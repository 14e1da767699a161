//! folio — a terminal OPDS catalog browser.
//!
//! The engineering core is the keyboard shortcut subsystem in [`keyboard`]:
//! a descriptor table built from defaults plus config overrides, an
//! install-once dispatcher, a handler registry with owner-scoped batch
//! removal, and an RAII binding session that resyncs when the map changes.
//! Everything else is its consumer: catalog page navigation, dialogs, and
//! the event loop.
//!
//! - [`keyboard`] - Shortcut descriptors, registry, dispatcher, bindings
//! - [`opds`] - OPDS 2.0 feed model, offline page store, page navigation
//! - [`lcp`] - LCP license status and catalog control resolution
//! - [`dialog`] - Modal dialogs and the description panel
//! - [`routing`] - Routes and navigation history
//! - [`settings`] - Locale settings
//! - [`config`] - config.toml parsing
//! - [`app`] - Application state and composition root
//! - [`ui`] - Event loop, input routing, renderer

pub mod app;
pub mod config;
pub mod dialog;
pub mod keyboard;
pub mod lcp;
pub mod opds;
pub mod routing;
pub mod settings;
pub mod ui;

#### What you should do
Set out exactly the lines from the one bearing "pub mod keyboard;" through the end of the data, including both ends and omitting all others.

#### Answer to this task
pub mod keyboard;
pub mod lcp;
pub mod opds;
pub mod routing;
pub mod settings;
pub mod ui;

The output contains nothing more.